_Instructions for the task:_ Track down each line below containing the string "standard" and copy it.

[Stored entries]
------------

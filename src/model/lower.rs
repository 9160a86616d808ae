//! Syntactic lowering of declarations to records.
//!
//! This is the part of the reference oracle that turns a declaration node
//! into a [`DeclRecord`]. Names in types are bound through the
//! [`ResolutionEnv`]; anything it cannot bind becomes an error type.
//! Expression types come from the caller's hook first and from a small
//! syntactic typer second (literals, constructor calls, casts).

use std::sync::Arc;

use rustc_hash::FxHashSet;
use smol_str::SmolStr;

use super::graph::ResolutionEnv;
use super::records::{
    AnnotationRecord, CallableFlags, CallableKind, CallableRecord, ClassFlags, ClassKind,
    ClassRecord, ConstantValue, DeclRecord, Modality, SemType, SourceRef, SymbolOrigin,
    TypeAliasRecord, TypeParameterRecord, TypeProjection, ValueParameterRecord, Variance,
    Visibility,
};
use crate::base::{CallableId, ClassId, FqName, Name, standard};
use crate::parser::ast::{
    self, AstNode, Class, ClassBody, Fun, LambdaExpr, ObjectDeclaration, PrimaryConstructor,
    Property, PropertyAccessor, SecondaryConstructor, TypeAlias, TypeElement, TypeParameter,
    TypeParameterList, TypeRef, UserType, ValueParameter, ValueParameterList, declaration_name,
    expr_child, has_modifier, modifier_list,
};
use crate::parser::{SyntaxKind, SyntaxNode};
use crate::syntax::{NodePtr, ParsedFile};

// ============================================================================
// Structure helpers
// ============================================================================

/// Where a declaration sits relative to classes and bodies.
#[derive(Debug, Clone, PartialEq, Eq)]
pub enum DeclLocation {
    TopLevel,
    Member(SyntaxNode),
    Local,
}

pub fn is_class_like(kind: SyntaxKind) -> bool {
    matches!(
        kind,
        SyntaxKind::CLASS | SyntaxKind::OBJECT_DECLARATION | SyntaxKind::ENUM_ENTRY
    )
}

/// `object : T {}` used as an expression.
pub fn is_object_literal(node: &SyntaxNode) -> bool {
    ObjectDeclaration::cast(node.clone()).is_some_and(|o| o.is_object_literal())
}

/// The class whose member `node` is. Primary constructors and their
/// `val`/`var` parameters belong to the class too.
pub fn owning_class(node: &SyntaxNode) -> Option<SyntaxNode> {
    let parent = node.parent()?;
    match parent.kind() {
        SyntaxKind::CLASS_BODY => parent.parent().filter(|p| is_class_like(p.kind())),
        SyntaxKind::CLASS if node.kind() == SyntaxKind::PRIMARY_CONSTRUCTOR => Some(parent),
        SyntaxKind::VALUE_PARAMETER_LIST if node.kind() == SyntaxKind::VALUE_PARAMETER => {
            let ctor = parent.parent()?;
            if ctor.kind() != SyntaxKind::PRIMARY_CONSTRUCTOR {
                return None;
            }
            let is_property = ValueParameter::cast(node.clone()).is_some_and(|p| p.is_property());
            if is_property { ctor.parent() } else { None }
        }
        _ => None,
    }
}

pub fn declaration_location(node: &SyntaxNode) -> DeclLocation {
    if node.parent().is_some_and(|p| p.kind() == SyntaxKind::SOURCE_FILE) {
        return DeclLocation::TopLevel;
    }
    match owning_class(node) {
        Some(class) => DeclLocation::Member(class),
        None => DeclLocation::Local,
    }
}

fn class_like_name(node: &SyntaxNode) -> Option<Name> {
    match node.kind() {
        SyntaxKind::OBJECT_DECLARATION => {
            let object = ObjectDeclaration::cast(node.clone())?;
            if object.is_object_literal() {
                return None;
            }
            Some(match object.name() {
                Some(name) => Name::new(name),
                None if object.is_companion() => Name::new("Companion"),
                None => Name::no_name(),
            })
        }
        SyntaxKind::CLASS | SyntaxKind::ENUM_ENTRY | SyntaxKind::TYPE_ALIAS => Some(
            declaration_name(node)
                .map(Name::new)
                .unwrap_or_else(Name::no_name),
        ),
        _ => None,
    }
}

/// Class id of a class, object, enum entry or type alias node. `None` for
/// object literals.
pub fn class_id_for(file: &ParsedFile, node: &SyntaxNode) -> Option<ClassId> {
    let mut segments = vec![class_like_name(node)?];
    let mut local = false;
    for ancestor in node.ancestors().skip(1) {
        match ancestor.kind() {
            SyntaxKind::CLASS | SyntaxKind::ENUM_ENTRY => {
                segments.push(class_like_name(&ancestor).unwrap_or_else(Name::no_name));
            }
            SyntaxKind::OBJECT_DECLARATION => match class_like_name(&ancestor) {
                Some(name) => segments.push(name),
                None => {
                    local = true;
                    segments.push(Name::anonymous());
                }
            },
            SyntaxKind::FUN
            | SyntaxKind::PROPERTY
            | SyntaxKind::LAMBDA_EXPR
            | SyntaxKind::PROPERTY_ACCESSOR
            | SyntaxKind::SECONDARY_CONSTRUCTOR
            | SyntaxKind::CLASS_INITIALIZER => {
                local = true;
                if let Some(name) = declaration_name(&ancestor) {
                    segments.push(Name::new(name));
                }
            }
            _ => {}
        }
    }
    segments.reverse();
    Some(ClassId::new(
        file.package_fq_name(),
        FqName::from_segments(segments.iter().map(Name::as_str)),
        local,
    ))
}

/// Identity of the anonymous object declared by `node`.
fn anonymous_class_id(file: &ParsedFile) -> ClassId {
    ClassId::new(file.package_fq_name(), FqName::new(Name::anonymous().as_str()), true)
}

/// Callable id of a function, property or constructor named `name`.
pub fn callable_id_for(file: &ParsedFile, node: &SyntaxNode, name: Name) -> CallableId {
    match owning_class(node).and_then(|class| class_id_for(file, &class)) {
        Some(class_id) => CallableId::member(&class_id, name),
        None => CallableId::top_level(file.package_fq_name(), name),
    }
}

/// Name a declaration is known by, special names for the unnamed ones.
pub fn decl_name(node: &SyntaxNode) -> Name {
    match node.kind() {
        SyntaxKind::PRIMARY_CONSTRUCTOR | SyntaxKind::SECONDARY_CONSTRUCTOR => Name::init(),
        SyntaxKind::LAMBDA_EXPR => Name::anonymous(),
        SyntaxKind::FUN => declaration_name(node)
            .map(Name::new)
            .unwrap_or_else(Name::anonymous),
        SyntaxKind::OBJECT_DECLARATION => {
            class_like_name(node).unwrap_or_else(Name::anonymous)
        }
        SyntaxKind::PROPERTY_ACCESSOR => {
            let getter = PropertyAccessor::cast(node.clone()).is_some_and(|a| a.is_getter());
            let property = node.parent().and_then(|p| declaration_name(&p)).unwrap_or_default();
            Name::new(format!("<{}-{property}>", if getter { "get" } else { "set" }))
        }
        _ => declaration_name(node)
            .map(Name::new)
            .unwrap_or_else(Name::no_name),
    }
}

fn type_parameters_in_scope(node: &SyntaxNode) -> Vec<TypeParameter> {
    let mut out = Vec::new();
    for ancestor in node.ancestors() {
        if matches!(
            ancestor.kind(),
            SyntaxKind::FUN | SyntaxKind::CLASS | SyntaxKind::PROPERTY | SyntaxKind::TYPE_ALIAS
        ) {
            if let Some(list) = ancestor.children().find_map(TypeParameterList::cast) {
                out.extend(list.parameters());
            }
        }
    }
    out
}

fn variance_of(text: Option<&str>) -> Variance {
    match text {
        Some("in") => Variance::In,
        Some("out") => Variance::Out,
        _ => Variance::Invariant,
    }
}

fn visibility_of(node: &SyntaxNode, local: bool) -> Visibility {
    if has_modifier(node, "private") {
        Visibility::Private
    } else if has_modifier(node, "protected") {
        Visibility::Protected
    } else if has_modifier(node, "internal") {
        Visibility::Internal
    } else if local {
        Visibility::Local
    } else {
        Visibility::Public
    }
}

fn explicit_modality(node: &SyntaxNode) -> Option<Modality> {
    if has_modifier(node, "sealed") {
        Some(Modality::Sealed)
    } else if has_modifier(node, "abstract") {
        Some(Modality::Abstract)
    } else if has_modifier(node, "open") {
        Some(Modality::Open)
    } else if has_modifier(node, "final") {
        Some(Modality::Final)
    } else {
        None
    }
}

fn is_interface_node(node: &SyntaxNode) -> bool {
    Class::cast(node.clone()).is_some_and(|c| c.is_interface())
}

fn uses_field(accessor: &PropertyAccessor) -> bool {
    accessor
        .syntax()
        .descendants()
        .filter(|n| n.kind() == SyntaxKind::NAME_REF)
        .any(|n| declaration_name_ref(&n).as_deref() == Some("field"))
}

fn declaration_name_ref(node: &SyntaxNode) -> Option<String> {
    ast::NameRef::cast(node.clone())?.text()
}

// ============================================================================
// Literals
// ============================================================================

fn literal_token(node: &SyntaxNode) -> Option<crate::parser::SyntaxToken> {
    ast::Literal::cast(node.clone())?.token()
}

/// Type of a literal expression.
pub fn literal_type(node: &SyntaxNode) -> Option<SemType> {
    let token = literal_token(node)?;
    let text = token.text();
    let class_id = match token.kind() {
        SyntaxKind::INT_LITERAL if text.ends_with(['L', 'l']) => standard::long(),
        SyntaxKind::INT_LITERAL => standard::int(),
        SyntaxKind::FLOAT_LITERAL if text.ends_with(['f', 'F']) => standard::float(),
        SyntaxKind::FLOAT_LITERAL => standard::double(),
        SyntaxKind::STRING_LITERAL => standard::string(),
        SyntaxKind::CHAR_LITERAL => standard::char(),
        SyntaxKind::TRUE_KW | SyntaxKind::FALSE_KW => standard::boolean(),
        SyntaxKind::NULL_KW => return Some(SemType::nothing().with_nullability(true)),
        _ => return None,
    };
    Some(SemType::class(class_id))
}

fn parse_int(text: &str) -> Option<i64> {
    let clean: String = text
        .trim_end_matches(['L', 'l'])
        .chars()
        .filter(|c| *c != '_')
        .collect();
    if let Some(hex) = clean.strip_prefix("0x").or_else(|| clean.strip_prefix("0X")) {
        i64::from_str_radix(hex, 16).ok()
    } else if let Some(bin) = clean.strip_prefix("0b").or_else(|| clean.strip_prefix("0B")) {
        i64::from_str_radix(bin, 2).ok()
    } else {
        clean.parse().ok()
    }
}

------------

_Response box:_
use crate::base::{CallableId, ClassId, FqName, Name, standard};
        SyntaxKind::INT_LITERAL if text.ends_with(['L', 'l']) => standard::long(),
        SyntaxKind::INT_LITERAL => standard::int(),
        SyntaxKind::FLOAT_LITERAL if text.ends_with(['f', 'F']) => standard::float(),
        SyntaxKind::FLOAT_LITERAL => standard::double(),
        SyntaxKind::STRING_LITERAL => standard::string(),
        SyntaxKind::CHAR_LITERAL => standard::char(),
        SyntaxKind::TRUE_KW | SyntaxKind::FALSE_KW => standard::boolean(),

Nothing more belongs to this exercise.